Figure EV5. Effects of inhibitor treatments on HSCs in the late phase and the role of the mitochondria‐Acly axis in HSCs during BM regeneration (Related to Fig 8)

1. A, B

   The effects of CTPI‐2 (A) or BMS303141 (BMS) (B) on the number of HSCs and CD48⁺ progenitor cells in the late phase after the administration of 5‐FU. CTPI‐2 (50 mg/kg/shot/day) or BMS (100 mg/kg/shot/day) was serially treated 6, 7, and 8 days after the administration of 5‐FU. Numbers in the dot plots represent the frequency of the indicated fractions within all BM cells. Data are shown as means ± SD (n = 4, two independent experiments, **P < 0.05 by the t‐test).

2. C

   Proposed model (The steady state).
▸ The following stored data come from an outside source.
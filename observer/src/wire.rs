//! Notification payloads pushed to each actor's webhook.
//!
//! Every notification is a flat JSON object carrying the receiving `node_id` and a `type`
//! discriminant. Only the fields listed on each struct take part in decoding (and therefore in
//! equality); anything else the node sends, such as actor-only metadata, is ignored.

use crate::{lifecycle::Status, Error};
use serde::{Deserialize, Serialize};
use std::fmt;

/// The discriminant of a notification.
#[derive(Clone, Copy, Debug, PartialEq, Eq, Hash, Serialize, Deserialize)]
#[serde(rename_all = "snake_case")]
pub enum Kind {
    CreateRequestResult,
    CloseRequestResult,
    ResponseResult,
    SendDataResult,
    AddAccessorResult,
    RevokeAccessorResult,
    CreateIdentityResult,
    IncomingRequest,
    DataRequest,
    RequestStatus,
    IdentityModificationNotification,
    Error,
    Unknown,
}

impl Kind {
    /// Returns whether the notification reports the outcome of an action (and is therefore
    /// correlated by `reference_id` rather than `request_id`).
    pub fn is_action_result(self) -> bool {
        matches!(
            self,
            Kind::CreateRequestResult
                | Kind::CloseRequestResult
                | Kind::ResponseResult
                | Kind::SendDataResult
                | Kind::AddAccessorResult
                | Kind::RevokeAccessorResult
                | Kind::CreateIdentityResult
        )
    }

    /// The wire name of the discriminant.
    pub fn as_str(self) -> &'static str {
        match self {
            Kind::CreateRequestResult => "create_request_result",
            Kind::CloseRequestResult => "close_request_result",
            Kind::ResponseResult => "response_result",
            Kind::SendDataResult => "send_data_result",
            Kind::AddAccessorResult => "add_accessor_result",
            Kind::RevokeAccessorResult => "revoke_accessor_result",
            Kind::CreateIdentityResult => "create_identity_result",
            Kind::IncomingRequest => "incoming_request",
            Kind::DataRequest => "data_request",
            Kind::RequestStatus => "request_status",
            Kind::IdentityModificationNotification => "identity_modification_notification",
            Kind::Error => "error",
            Kind::Unknown => "unknown",
        }
    }
}

impl fmt::Display for Kind {
    fn fmt(&self, f: &mut fmt::Formatter<'_>) -> fmt::Result {
        f.write_str(self.as_str())
    }
}

/// Error details attached to a failed action.
#[derive(Clone, Debug, PartialEq, Eq, Serialize, Deserialize)]
pub struct ErrorBody {
    pub code: u32,
    #[serde(default)]
    pub message: String,
}

/// The outcome of an action (create, respond, send data, close, ...).
#[derive(Clone, Debug, PartialEq, Eq, Serialize, Deserialize)]
pub struct ActionResult {
    pub reference_id: String,
    #[serde(default, skip_serializing_if = "Option::is_none")]
    pub request_id: Option<String>,
    pub success: bool,
    #[serde(default, skip_serializing_if = "Option::is_none")]
    pub creation_block_height: Option<String>,
    #[serde(default, skip_serializing_if = "Option::is_none")]
    pub error: Option<ErrorBody>,
}

/// A data request descriptor as echoed back to IdPs (action-only fields stripped).
#[derive(Clone, Debug, PartialEq, Eq, Serialize, Deserialize)]
pub struct DataRequestDescriptor {
    pub service_id: String,
    #[serde(default)]
    pub as_id_list: Vec<String>,
    pub min_as: u32,
}

/// A request delivered to an IdP for consent.
#[derive(Clone, Debug, PartialEq, Serialize, Deserialize)]
pub struct IncomingRequest {
    pub request_id: String,
    pub mode: u8,
    pub request_message: String,
    pub request_message_salt: String,
    pub request_message_hash: String,
    pub requester_node_id: String,
    pub min_ial: f64,
    pub min_aal: f64,
    #[serde(default)]
    pub data_request_list: Vec<DataRequestDescriptor>,
    pub creation_block_height: String,
    #[serde(default)]
    pub creation_time: u64,
    pub request_timeout: u64,
}

/// A request for data delivered to an AS.
#[derive(Clone, Debug, PartialEq, Serialize, Deserialize)]
pub struct DataRequest {
    pub request_id: String,
    pub mode: u8,
    #[serde(default)]
    pub namespace: Option<String>,
    #[serde(default)]
    pub identifier: Option<String>,
    pub service_id: String,
    #[serde(default)]
    pub request_params: String,
    pub requester_node_id: String,
    pub min_ial: f64,
    pub min_aal: f64,
    #[serde(default)]
    pub response_signature_list: Vec<String>,
    #[serde(default, skip_serializing_if = "Option::is_none")]
    pub request_message_hash: Option<String>,
    pub creation_block_height: String,
    #[serde(default)]
    pub creation_time: u64,
    pub request_timeout: u64,
}

/// An IdP answer as reported in a request status.
#[derive(Clone, Debug, PartialEq, Eq, Serialize, Deserialize)]
pub struct IdpResponse {
    pub idp_id: String,
    #[serde(default)]
    pub valid_signature: Option<bool>,
    #[serde(default)]
    pub valid_ial: Option<bool>,
    #[serde(default, skip_serializing_if = "Option::is_none")]
    pub error_code: Option<u32>,
}

/// Per-AS progress on a requested service.
#[derive(Clone, Debug, PartialEq, Eq, Serialize, Deserialize)]
pub struct AsResponse {
    pub as_id: String,
    pub signed: bool,
    #[serde(alias = "received")]
    pub received_data: bool,
    #[serde(default, skip_serializing_if = "Option::is_none")]
    pub error_code: Option<u32>,
}

/// Progress on a requested service as reported in a request status.
#[derive(Clone, Debug, PartialEq, Eq, Serialize, Deserialize)]
pub struct ServiceStatus {
    pub service_id: String,
    #[serde(default)]
    pub as_id_list: Vec<String>,
    pub min_as: u32,
    #[serde(default)]
    pub response_list: Vec<AsResponse>,
}

impl ServiceStatus {
    /// Number of AS that have signed their answer.
    pub fn signed_data_count(&self) -> u32 {
        self.response_list.iter().filter(|r| r.signed).count() as u32
    }

    /// Number of AS whose data has been received by the RP.
    pub fn received_data_count(&self) -> u32 {
        self.response_list.iter().filter(|r| r.received_data).count() as u32
    }
}

/// A request status update.
#[derive(Clone, Debug, PartialEq, Eq, Serialize, Deserialize)]
pub struct RequestStatus {
    pub request_id: String,
    pub status: Status,
    #[serde(default, skip_serializing_if = "Option::is_none")]
    pub mode: Option<u8>,
    pub min_idp: u32,
    pub answered_idp_count: u32,
    pub closed: bool,
    pub timed_out: bool,
    #[serde(default)]
    pub response_list: Vec<IdpResponse>,
    #[serde(default)]
    pub data_request_list: Vec<ServiceStatus>,
    pub block_height: String,
}

/// A change to an identity (accessor added/revoked, identity created).
#[derive(Clone, Debug, PartialEq, Eq, Serialize, Deserialize)]
pub struct IdentityModification {
    #[serde(default)]
    pub reference_group_code: Option<String>,
    pub namespace: String,
    pub identifier: String,
    pub action: String,
    pub actor_node_id: String,
    #[serde(default, skip_serializing_if = "Option::is_none")]
    pub request_id: Option<String>,
}

/// An asynchronous failure reported by a node.
#[derive(Clone, Debug, PartialEq, Eq, Serialize, Deserialize)]
pub struct ErrorNotification {
    #[serde(default, skip_serializing_if = "Option::is_none")]
    pub reference_id: Option<String>,
    #[serde(default, skip_serializing_if = "Option::is_none")]
    pub request_id: Option<String>,
    pub error: ErrorBody,
}

/// The type-specific body of a notification.
#[derive(Clone, Debug, PartialEq, Serialize, Deserialize)]
#[serde(tag = "type", rename_all = "snake_case")]
pub enum Payload {
    CreateRequestResult(ActionResult),
    CloseRequestResult(ActionResult),
    ResponseResult(ActionResult),
    SendDataResult(ActionResult),
    AddAccessorResult(ActionResult),
    RevokeAccessorResult(ActionResult),
    CreateIdentityResult(ActionResult),
    IncomingRequest(IncomingRequest),
    DataRequest(DataRequest),
    RequestStatus(RequestStatus),
    IdentityModificationNotification(IdentityModification),
    Error(ErrorNotification),
    #[serde(other)]
    Unknown,
}

/// A notification received by an actor.
#[derive(Clone, Debug, PartialEq, Serialize, Deserialize)]
pub struct Envelope {
    /// The node that received the notification.
    pub node_id: String,
    #[serde(flatten)]
    pub payload: Payload,
}

impl Envelope {
    /// Create a new [Envelope].
    pub fn new(node_id: impl Into<String>, payload: Payload) -> Self {
        Self {
            node_id: node_id.into(),
            payload,
        }
    }

    /// Decode an [Envelope] from a webhook body.
    pub fn from_json(body: &[u8]) -> Result<Self, Error> {
        Ok(serde_json::from_slice(body)?)
    }

    /// The discriminant of the payload.
    pub fn kind(&self) -> Kind {
        match &self.payload {
            Payload::CreateRequestResult(_) => Kind::CreateRequestResult,
            Payload::CloseRequestResult(_) => Kind::CloseRequestResult,
            Payload::ResponseResult(_) => Kind::ResponseResult,
            Payload::SendDataResult(_) => Kind::SendDataResult,
            Payload::AddAccessorResult(_) => Kind::AddAccessorResult,
            Payload::RevokeAccessorResult(_) => Kind::RevokeAccessorResult,
            Payload::CreateIdentityResult(_) => Kind::CreateIdentityResult,
            Payload::IncomingRequest(_) => Kind::IncomingRequest,
            Payload::DataRequest(_) => Kind::DataRequest,
            Payload::RequestStatus(_) => Kind::RequestStatus,
            Payload::IdentityModificationNotification(_) => Kind::IdentityModificationNotification,
            Payload::Error(_) => Kind::Error,
            Payload::Unknown => Kind::Unknown,
        }
    }

    /// The action result carried by the payload (if any).
    pub fn action_result(&self) -> Option<&ActionResult> {
        match &self.payload {
            Payload::CreateRequestResult(r)
            | Payload::CloseRequestResult(r)
            | Payload::ResponseResult(r)
            | Payload::SendDataResult(r)
            | Payload::AddAccessorResult(r)
            | Payload::RevokeAccessorResult(r)
            | Payload::CreateIdentityResult(r) => Some(r),
            _ => None,
        }
    }

    /// The `reference_id` of the action that produced this notification (if any).
    pub fn reference_id(&self) -> Option<&str> {
        if let Some(result) = self.action_result() {
            return Some(&result.reference_id);
        }
        match &self.payload {
            Payload::Error(e) => e.reference_id.as_deref(),
            _ => None,
        }
    }

    /// The `request_id` the notification refers to (if any).
    pub fn request_id(&self) -> Option<&str> {
        if let Some(result) = self.action_result() {
            return result.request_id.as_deref();
        }
        match &self.payload {
            Payload::IncomingRequest(r) => Some(&r.request_id),
            Payload::DataRequest(r) => Some(&r.request_id),
            Payload::RequestStatus(r) => Some(&r.request_id),
            Payload::IdentityModificationNotification(m) => m.request_id.as_deref(),
            Payload::Error(e) => e.request_id.as_deref(),
            _ => None,
        }
    }

    /// The request status carried by the payload (if any).
    pub fn request_status(&self) -> Option<&RequestStatus> {
        match &self.payload {
            Payload::RequestStatus(status) => Some(status),
            _ => None,
        }
    }
}
use super::{Broker, Metrics};
use crate::{wire::Envelope, Error};
use prometheus_client::registry::Registry;
use std::{collections::BTreeMap, sync::Arc};
use tracing::warn;

/// The brokers of every actor taking part in one test run.
///
/// A [Router] is created when a run starts and handed to whatever feeds it (a webhook server, a
/// simulated node). Scenarios obtain brokers from it and call [Router::teardown] once they finish
/// so registrations never outlive the scenario that made them.
#[derive(Clone)]
pub struct Router {
    brokers: Arc<BTreeMap<String, Broker>>,
}

impl Router {
    /// Create a [Router] for `actors` with unregistered metrics.
    pub fn new<I, S>(actors: I) -> Self
    where
        I: IntoIterator<Item = S>,
        S: Into<String>,
    {
        let brokers = actors
            .into_iter()
            .map(|actor| {
                let actor = actor.into();
                (actor.clone(), Broker::new(actor))
            })
            .collect();
        Self {
            brokers: Arc::new(brokers),
        }
    }

    /// Create a [Router] for `actors`, registering each broker's metrics on `registry`.
    pub fn with_registry<I, S>(actors: I, registry: &mut Registry) -> Self
    where
        I: IntoIterator<Item = S>,
        S: Into<String>,
    {
        let brokers = actors
            .into_iter()
            .map(|actor| {
                let actor = actor.into();
                let metrics = Metrics::init(registry, &actor);
                (actor.clone(), Broker::with_metrics(actor, metrics))
            })
            .collect();
        Self {
            brokers: Arc::new(brokers),
        }
    }

    /// The broker receiving `actor`'s notifications.
    pub fn broker(&self, actor: &str) -> Result<Broker, Error> {
        self.brokers
            .get(actor)
            .cloned()
            .ok_or_else(|| Error::UnknownActor(actor.to_string()))
    }

    /// All actors known to this router.
    pub fn actors(&self) -> impl Iterator<Item = &str> {
        self.brokers.keys().map(String::as_str)
    }

    /// Deliver `envelope` to `actor`'s broker, returning the number of registrations resolved.
    pub fn dispatch(&self, actor: &str, envelope: Envelope) -> Result<usize, Error> {
        let broker = self
            .brokers
            .get(actor)
            .ok_or_else(|| Error::UnknownActor(actor.to_string()))?;
        if envelope.node_id != actor {
            warn!(
                actor,
                node_id = %envelope.node_id,
                kind = %envelope.kind(),
                "envelope addressed to a different node"
            );
        }
        Ok(broker.dispatch(envelope))
    }

    /// Release every registration held by every broker, returning the number released.
    pub fn teardown(&self) -> usize {
        self.brokers.values().map(Broker::teardown).sum()
    }
}

#[cfg(test)]
mod tests {
    use super::*;
    use crate::wire::{ActionResult, Kind, Payload};

    fn response_result(node_id: &str, reference_id: &str) -> Envelope {
        Envelope::new(
            node_id,
            Payload::ResponseResult(ActionResult {
                reference_id: reference_id.into(),
                request_id: Some("req-1".into()),
                success: true,
                creation_block_height: None,
                error: None,
            }),
        )
    }

    #[test]
    fn test_dispatch_by_actor() {
        let router = Router::new(["rp1", "idp1", "idp2"]);
        assert_eq!(router.actors().collect::<Vec<_>>(), vec!["idp1", "idp2", "rp1"]);

        // Same reference at two IdPs is routed independently
        let idp1 = router.broker("idp1").unwrap();
        let idp2 = router.broker("idp2").unwrap();
        let _first = idp1.expect(Kind::ResponseResult, "ref-1");
        let _second = idp2.expect(Kind::ResponseResult, "ref-1");
        assert_eq!(
            router
                .dispatch("idp1", response_result("idp1", "ref-1"))
                .unwrap(),
            1
        );
        assert_eq!(idp1.pending(), 0);
        assert_eq!(idp2.pending(), 1);

        // Unknown actor
        assert!(matches!(
            router.dispatch("as9", response_result("as9", "ref-1")),
            Err(Error::UnknownActor(actor)) if actor == "as9"
        ));
        assert!(matches!(router.broker("as9"), Err(Error::UnknownActor(_))));
    }

    #[test]
    fn test_mismatched_node_still_delivered() {
        let router = Router::new(["idp1"]);
        let broker = router.broker("idp1").unwrap();
        let _expectation = broker.expect(Kind::ResponseResult, "ref-1");
        assert_eq!(
            router
                .dispatch("idp1", response_result("idp2", "ref-1"))
                .unwrap(),
            1
        );
    }

    #[test]
    fn test_teardown_all() {
        let router = Router::new(["rp1", "idp1"]);
        let _a = router.broker("rp1").unwrap().expect(Kind::RequestStatus, "req-1");
        let _b = router
            .broker("idp1")
            .unwrap()
            .expect(Kind::IncomingRequest, "req-1");
        assert_eq!(router.teardown(), 2);
        assert_eq!(router.teardown(), 0);
    }
}
//! Correlate inbound notifications with the scenario steps awaiting them.
//!
//! A [Broker] receives every [Envelope] pushed to one actor. Before triggering an action, a
//! scenario registers an [Expectation] (a [CorrelationKey] plus an optional predicate) and later
//! awaits it. Each registration occupies a one-shot slot in an arena keyed by registration order:
//!
//! - [Broker::dispatch] resolves every slot whose key and predicate match, in registration order,
//!   and removes it. Redelivering the same envelope afterwards resolves nothing.
//! - An envelope that matches no slot is journaled and otherwise dropped. Late or duplicate
//!   notifications are expected once a scenario stops listening.
//! - Dropping an unresolved [Expectation] (for example, when the awaiting step times out) frees
//!   its slot.
//! - [Broker::teardown] frees every slot (waiters observe [Error::Canceled]) and clears the journal
//!   so nothing leaks into the next scenario.
//!
//! Deadlines are not enforced here. Whoever awaits an [Expectation] decides how long to wait.

use crate::{
    lifecycle::Status,
    wire::{Envelope, Kind},
    Error,
};
use futures::{channel::oneshot, FutureExt};
use std::{
    collections::BTreeMap,
    fmt,
    future::Future,
    pin::Pin,
    sync::{Arc, Mutex, Weak},
    task::{Context, Poll},
};
use tracing::debug;

mod metrics;
pub use metrics::Metrics;
mod router;
pub use router::Router;

/// The payload field used to correlate a notification.
#[derive(Clone, Copy, Debug, PartialEq, Eq, Hash)]
pub enum Field {
    ReferenceId,
    RequestId,
}

impl fmt::Display for Field {
    fn fmt(&self, f: &mut fmt::Formatter<'_>) -> fmt::Result {
        match self {
            Field::ReferenceId => f.write_str("reference_id"),
            Field::RequestId => f.write_str("request_id"),
        }
    }
}

/// Routes an [Envelope] to the registrations waiting for it.
#[derive(Clone, Debug, PartialEq, Eq, Hash)]
pub struct CorrelationKey {
    pub kind: Kind,
    pub field: Field,
    pub value: String,
}

impl CorrelationKey {
    /// Create a key for `kind`, correlating action results by `reference_id` and everything
    /// else by `request_id`.
    pub fn new(kind: Kind, value: impl Into<String>) -> Self {
        let field = if kind.is_action_result() {
            Field::ReferenceId
        } else {
            Field::RequestId
        };
        Self {
            kind,
            field,
            value: value.into(),
        }
    }

    /// Returns whether `envelope` carries this key.
    pub fn matches(&self, envelope: &Envelope) -> bool {
        if envelope.kind() != self.kind {
            return false;
        }
        let value = match self.field {
            Field::ReferenceId => envelope.reference_id(),
            Field::RequestId => envelope.request_id(),
        };
        value == Some(self.value.as_str())
    }
}

impl fmt::Display for CorrelationKey {
    fn fmt(&self, f: &mut fmt::Formatter<'_>) -> fmt::Result {
        write!(f, "{}({}={})", self.kind, self.field, self.value)
    }
}

/// Additional content check applied after a [CorrelationKey] matches.
///
/// Predicates run while the broker is locked and must not call back into it.
pub type Predicate = Box<dyn Fn(&Envelope) -> bool + Send>;

/// A pending registration.
struct Slot {
    key: CorrelationKey,
    predicate: Option<Predicate>,
    responder: oneshot::Sender<Envelope>,
}

impl Slot {
    fn matches(&self, envelope: &Envelope) -> bool {
        self.key.matches(envelope) && self.predicate.as_ref().map_or(true, |p| p(envelope))
    }
}

#[derive(Default)]
struct State {
    next: u64,
    slots: BTreeMap<u64, Slot>,
    journal: Vec<Envelope>,
}

/// Receives the notification stream of one actor.
#[derive(Clone)]
pub struct Broker {
    actor: String,
    state: Arc<Mutex<State>>,
    metrics: Metrics,
}

impl Broker {
    /// Create a new [Broker] for `actor` with unregistered metrics.
    pub fn new(actor: impl Into<String>) -> Self {
        Self::with_metrics(actor, Metrics::default())
    }

    /// Create a new [Broker] for `actor` reporting to `metrics`.
    pub fn with_metrics(actor: impl Into<String>, metrics: Metrics) -> Self {
        Self {
            actor: actor.into(),
            state: Arc::new(Mutex::new(State::default())),
            metrics,
        }
    }

    /// The actor whose notifications this broker receives.
    pub fn actor(&self) -> &str {
        &self.actor
    }

    /// Register interest in the first envelope carrying `key` (and satisfying `predicate`).
    pub fn register(&self, key: CorrelationKey, predicate: Option<Predicate>) -> Expectation {
        let (responder, receiver) = oneshot::channel();
        let mut state = self.state.lock().unwrap();
        let id = state.next;
        state.next += 1;
        debug!(actor = %self.actor, id, %key, "registered expectation");
        state.slots.insert(
            id,
            Slot {
                key: key.clone(),
                predicate,
                responder,
            },
        );
        self.metrics.pending.set(state.slots.len() as i64);

        Expectation {
            id,
            actor: self.actor.clone(),
            key,
            receiver,
            state: Arc::downgrade(&self.state),
            metrics: self.metrics.clone(),
        }
    }

    /// Register interest in the first `kind` notification correlated by `value`.
    pub fn expect(&self, kind: Kind, value: impl Into<String>) -> Expectation {
        self.register(CorrelationKey::new(kind, value), None)
    }

    /// Register interest in the first `kind` notification correlated by `value` that also
    /// satisfies `predicate`.
    pub fn expect_where(
        &self,
        kind: Kind,
        value: impl Into<String>,
        predicate: impl Fn(&Envelope) -> bool + Send + 'static,
    ) -> Expectation {
        self.register(CorrelationKey::new(kind, value), Some(Box::new(predicate)))
    }

    /// Register interest in the first status update for `request_id` reporting `status` with
    /// the given `closed` flag.
    pub fn expect_status(
        &self,
        request_id: impl Into<String>,
        status: Status,
        closed: bool,
    ) -> Expectation {
        self.expect_where(Kind::RequestStatus, request_id, move |envelope| {
            envelope
                .request_status()
                .is_some_and(|s| s.status == status && s.closed == closed)
        })
    }

    /// Deliver `envelope`, returning the number of registrations it resolved.
    pub fn dispatch(&self, envelope: Envelope) -> usize {
        self.metrics.dispatched.inc();
        let mut state = self.state.lock().unwrap();

        // Find all matching slots (in registration order)
        let matched: Vec<u64> = state
            .slots
            .iter()
            .filter(|(_, slot)| slot.matches(&envelope))
            .map(|(id, _)| *id)
            .collect();

        // Resolve each matching slot once
        let mut resolved = 0;
        for id in matched {
            let Some(slot) = state.slots.remove(&id) else {
                continue;
            };
            if slot.responder.send(envelope.clone()).is_err() {
                debug!(actor = %self.actor, id, key = %slot.key, "waiter already gone");
                self.metrics.canceled.inc();
                continue;
            }
            debug!(actor = %self.actor, id, key = %slot.key, "resolved expectation");
            resolved += 1;
        }
        self.metrics.pending.set(state.slots.len() as i64);

        // Record the envelope regardless of whether anyone was waiting
        if resolved == 0 {
            debug!(
                actor = %self.actor,
                kind = %envelope.kind(),
                request_id = ?envelope.request_id(),
                reference_id = ?envelope.reference_id(),
                "no matching expectation"
            );
            self.metrics.dropped.inc();
        } else {
            self.metrics.resolved.inc_by(resolved as u64);
        }
        state.journal.push(envelope);
        resolved
    }

    /// Number of registrations awaiting an envelope.
    pub fn pending(&self) -> usize {
        self.state.lock().unwrap().slots.len()
    }

    /// Every envelope observed for `request_id`, in arrival order.
    pub fn journal(&self, request_id: &str) -> Vec<Envelope> {
        self.state
            .lock()
            .unwrap()
            .journal
            .iter()
            .filter(|e| e.request_id() == Some(request_id))
            .cloned()
            .collect()
    }

    /// Release all registrations and clear the journal, returning the number of registrations
    /// that were still pending.
    pub fn teardown(&self) -> usize {
        let mut state = self.state.lock().unwrap();
        let canceled = state.slots.len();
        state.slots.clear();
        state.journal.clear();
        self.metrics.pending.set(0);
        self.metrics.canceled.inc_by(canceled as u64);
        if canceled > 0 {
            debug!(actor = %self.actor, canceled, "released pending expectations");
        }
        canceled
    }
}

/// A one-shot future resolving to the first [Envelope] matching a registration.
///
/// Dropping an unresolved [Expectation] releases its registration.
pub struct Expectation {
    id: u64,
    actor: String,
    key: CorrelationKey,
    receiver: oneshot::Receiver<Envelope>,
    state: Weak<Mutex<State>>,
    metrics: Metrics,
}

impl Expectation {
    /// The actor whose broker holds this registration.
    pub fn actor(&self) -> &str {
        &self.actor
    }

    /// The key this registration waits on.
    pub fn key(&self) -> &CorrelationKey {
        &self.key
    }
}

impl Future for Expectation {
    type Output = Result<Envelope, Error>;

    fn poll(mut self: Pin<&mut Self>, cx: &mut Context<'_>) -> Poll<Self::Output> {
        match self.receiver.poll_unpin(cx) {
            Poll::Ready(Ok(envelope)) => Poll::Ready(Ok(envelope)),
            Poll::Ready(Err(oneshot::Canceled)) => Poll::Ready(Err(Error::Canceled {
                actor: self.actor.clone(),
                key: self.key.clone(),
            })),
            Poll::Pending => Poll::Pending,
        }
    }
}

impl Drop for Expectation {
    fn drop(&mut self) {
        let Some(state) = self.state.upgrade() else {
            return;
        };
        let Ok(mut state) = state.lock() else {
            return;
        };
        if state.slots.remove(&self.id).is_some() {
            debug!(actor = %self.actor, id = self.id, key = %self.key, "released expectation");
            self.metrics.canceled.inc();
            self.metrics.pending.set(state.slots.len() as i64);
        }
    }
}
HSCs show a quiescent state in vivo under low ΔΨ_m and Acly levels. EPCR^low HSCs have a chromatin accessibility pattern that enhances the differentiation potential, and EPCR^High HSCs have a higher self‐renewal capacity. (The early phase after the administration of 5‐FU) After the administration of 5‐FU, EPCR^High HSCs were enriched, resulting in self‐renewing divisions for HSC expansion by enhancing histone acetylation under high mitochondria‐Acly activity. (The late phase after the administration of 5‐FU) When HSCs gained an enhanced differentiation potential through the increased accessibility of progenitor cell‐related cis‐regulatory regions, the suppression of histone acetylation mediated by decreased mitochondria‐Acly activity contributed to the maintenance of stem cell phenotypes by preventing the expression of genes showing increased accessibility.